[[ TASK DATA open ]]

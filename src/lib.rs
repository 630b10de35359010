//! # netwarden - Network Control Plane
//!
//! Administers a host's network policy through the platform's own tools:
//! firewall rules, static routes with gateway failover, connection sharing,
//! and alerting on dropped-packet bursts.
//!
//! ## Features
//!
//! - **Rule Compiler** - One abstract rule model compiled to iptables or PowerShell NetSecurity
//! - **Time Windows** - Schedules and weekday sets via the iptables `time` match
//! - **Route Failover** - Gateways are pinged and dead routes withdrawn
//! - **Connection Sharing** - Windows ICS with a service-level fallback
//! - **Drop-Log Alerting** - Burst detection on the kernel log and on the audit trail
//! - **Alerting** - Gotify and webhook notifications
//!
//! ## Architecture
//!
//! ```text
//! ┌─────────────────────────────────────────────────────────────┐
//! │                        netwarden                            │
//! ├─────────────────────────────────────────────────────────────┤
//! │  CLI (clap)                                                 │
//! │    └── Commands: rule, group, route, nat, daemon...         │
//! ├─────────────────────────────────────────────────────────────┤
//! │  Config (serde_yaml)          Store (JSON, fs2 lock)        │
//! ├─────────────────────────────────────────────────────────────┤
//! │  Compiler                                                   │
//! │    ├── iptables (LOG before DROP, time match)               │
//! │    └── NetSecurity (New/Disable/Remove-NetFirewallRule)     │
//! ├─────────────────────────────────────────────────────────────┤
//! │  Drivers (FirewallDriver trait)                             │
//! │    ├── LinuxDriver                                          │
//! │    └── WindowsDriver                                        │
//! ├─────────────────────────────────────────────────────────────┤
//! │  Routes (ip route / netsh)    NAT (ICS, SharedAccess)       │
//! ├─────────────────────────────────────────────────────────────┤
//! │  Daemon                                                     │
//! │    ├── Failover watchdog (ping)                             │
//! │    ├── Drop-log tailer                                      │
//! │    └── Deny-event aggregator                                │
//! ├─────────────────────────────────────────────────────────────┤
//! │  Alerts (gotify, webhook)                                   │
//! └─────────────────────────────────────────────────────────────┘
//! ```
//!
//! ## Example Usage
//!
//! ```no_run
//! use netwarden::config::Config;
//! use netwarden::context::ControlContext;
//! use netwarden::driver::check_root;
//! use netwarden::model::{Action, Direction, FirewallRule};
//!
//! #[tokio::main]
//! async fn main() -> anyhow::Result<()> {
//!     check_root()?;
//!
//!     let config = Config::load("/etc/netwarden/config.yaml")?;
//!     let ctx = ControlContext::open(config)?;
//!
//!     let mut rule = FirewallRule::new("block-smb", Direction::In, Action::Deny);
//!     rule.port = Some("445".to_string());
//!     ctx.rules().create(rule).await?;
//!
//!     Ok(())
//! }
//! ```
//!
//! ## Modules
//!
//! - [`alerts`] - Alert records and destinations (Gotify, Webhook)
//! - [`cli`] - Command-line interface definitions
//! - [`cmd_abstraction`] - External command execution seam
//! - [`commands`] - CLI command implementations
//! - [`compiler`] - Abstract rule to host command plans
//! - [`config`] - Configuration parsing and validation
//! - [`context`] - Explicit wiring of services
//! - [`daemon`] - Background task supervisor
//! - [`driver`] - Firewall driver abstraction (Linux, Windows)
//! - [`error`] - Error taxonomy
//! - [`lock`] - File locking for single-daemon execution
//! - [`model`] - Managed records
//! - [`monitor`] - Drop-log tailer and deny-event aggregator
//! - [`nat`] - Connection sharing configurator
//! - [`routes`] - Static route manager
//! - [`rules`] - Rule and group administration
//! - [`signal`] - Graceful shutdown handling
//! - [`store`] - Record store (memory and JSON file)
//! - [`validation`] - Input validation helpers
//! - [`watchdog`] - Gateway failover watchdog

pub mod alerts;
pub mod cli;
pub mod cmd_abstraction;
pub mod commands;
pub mod compiler;
pub mod config;
pub mod context;
pub mod daemon;
pub mod driver;
pub mod error;
pub mod lock;
pub mod model;
pub mod monitor;
pub mod nat;
pub mod routes;
pub mod rules;
pub mod signal;
pub mod store;
pub mod validation;
pub mod watchdog;

pub use cli::{Cli, Commands};
pub use config::Config;
pub use context::ControlContext;
pub use error::{ControlError, ControlResult, StoreError};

[[ TASK DATA closed ]]

Reprint every entry exactly.

filename src/lib.rs
repository 630b10de35359010
//! # netwarden - Network Control Plane
//!
//! Administers a host's network policy through the platform's own tools:
//! firewall rules, static routes with gateway failover, connection sharing,
//! and alerting on dropped-packet bursts.
//!
//! ## Features
//!
//! - **Rule Compiler** - One abstract rule model compiled to iptables or PowerShell NetSecurity
//! - **Time Windows** - Schedules and weekday sets via the iptables `time` match
//! - **Route Failover** - Gateways are pinged and dead routes withdrawn
//! - **Connection Sharing** - Windows ICS with a service-level fallback
//! - **Drop-Log Alerting** - Burst detection on the kernel log and on the audit trail
//! - **Alerting** - Gotify and webhook notifications
//!
//! ## Architecture
//!
//! ```text
//! ┌─────────────────────────────────────────────────────────────┐
//! │                        netwarden                            │
//! ├─────────────────────────────────────────────────────────────┤
//! │  CLI (clap)                                                 │
//! │    └── Commands: rule, group, route, nat, daemon...         │
//! ├─────────────────────────────────────────────────────────────┤
//! │  Config (serde_yaml)          Store (JSON, fs2 lock)        │
//! ├─────────────────────────────────────────────────────────────┤
//! │  Compiler                                                   │
//! │    ├── iptables (LOG before DROP, time match)               │
//! │    └── NetSecurity (New/Disable/Remove-NetFirewallRule)     │
//! ├─────────────────────────────────────────────────────────────┤
//! │  Drivers (FirewallDriver trait)                             │
//! │    ├── LinuxDriver                                          │
//! │    └── WindowsDriver                                        │
//! ├─────────────────────────────────────────────────────────────┤
//! │  Routes (ip route / netsh)    NAT (ICS, SharedAccess)       │
//! ├─────────────────────────────────────────────────────────────┤
//! │  Daemon                                                     │
//! │    ├── Failover watchdog (ping)                             │
//! │    ├── Drop-log tailer                                      │
//! │    └── Deny-event aggregator                                │
//! ├─────────────────────────────────────────────────────────────┤
//! │  Alerts (gotify, webhook)                                   │
//! └─────────────────────────────────────────────────────────────┘
//! ```
//!
//! ## Example Usage
//!
//! ```no_run
//! use netwarden::config::Config;
//! use netwarden::context::ControlContext;
//! use netwarden::driver::check_root;
//! use netwarden::model::{Action, Direction, FirewallRule};
//!
//! #[tokio::main]
//! async fn main() -> anyhow::Result<()> {
//!     check_root()?;
//!
//!     let config = Config::load("/etc/netwarden/config.yaml")?;
//!     let ctx = ControlContext::open(config)?;
//!
//!     let mut rule = FirewallRule::new("block-smb", Direction::In, Action::Deny);
//!     rule.port = Some("445".to_string());
//!     ctx.rules().create(rule).await?;
//!
//!     Ok(())
//! }
//! ```
//!
//! ## Modules
//!
//! - [`alerts`] - Alert records and destinations (Gotify, Webhook)
//! - [`cli`] - Command-line interface definitions
//! - [`cmd_abstraction`] - External command execution seam
//! - [`commands`] - CLI command implementations
//! - [`compiler`] - Abstract rule to host command plans
//! - [`config`] - Configuration parsing and validation
//! - [`context`] - Explicit wiring of services
//! - [`daemon`] - Background task supervisor
//! - [`driver`] - Firewall driver abstraction (Linux, Windows)
//! - [`error`] - Error taxonomy
//! - [`lock`] - File locking for single-daemon execution
//! - [`model`] - Managed records
//! - [`monitor`] - Drop-log tailer and deny-event aggregator
//! - [`nat`] - Connection sharing configurator
//! - [`routes`] - Static route manager
//! - [`rules`] - Rule and group administration
//! - [`signal`] - Graceful shutdown handling
//! - [`store`] - Record store (memory and JSON file)
//! - [`validation`] - Input validation helpers
//! - [`watchdog`] - Gateway failover watchdog

pub mod alerts;
pub mod cli;
pub mod cmd_abstraction;
pub mod commands;
pub mod compiler;
pub mod config;
pub mod context;
pub mod daemon;
pub mod driver;
pub mod error;
pub mod lock;
pub mod model;
pub mod monitor;
pub mod nat;
pub mod routes;
pub mod rules;
pub mod signal;
pub mod store;
pub mod validation;
pub mod watchdog;

pub use cli::{Cli, Commands};
pub use config::Config;
pub use context::ControlContext;
pub use error::{ControlError, ControlResult, StoreError};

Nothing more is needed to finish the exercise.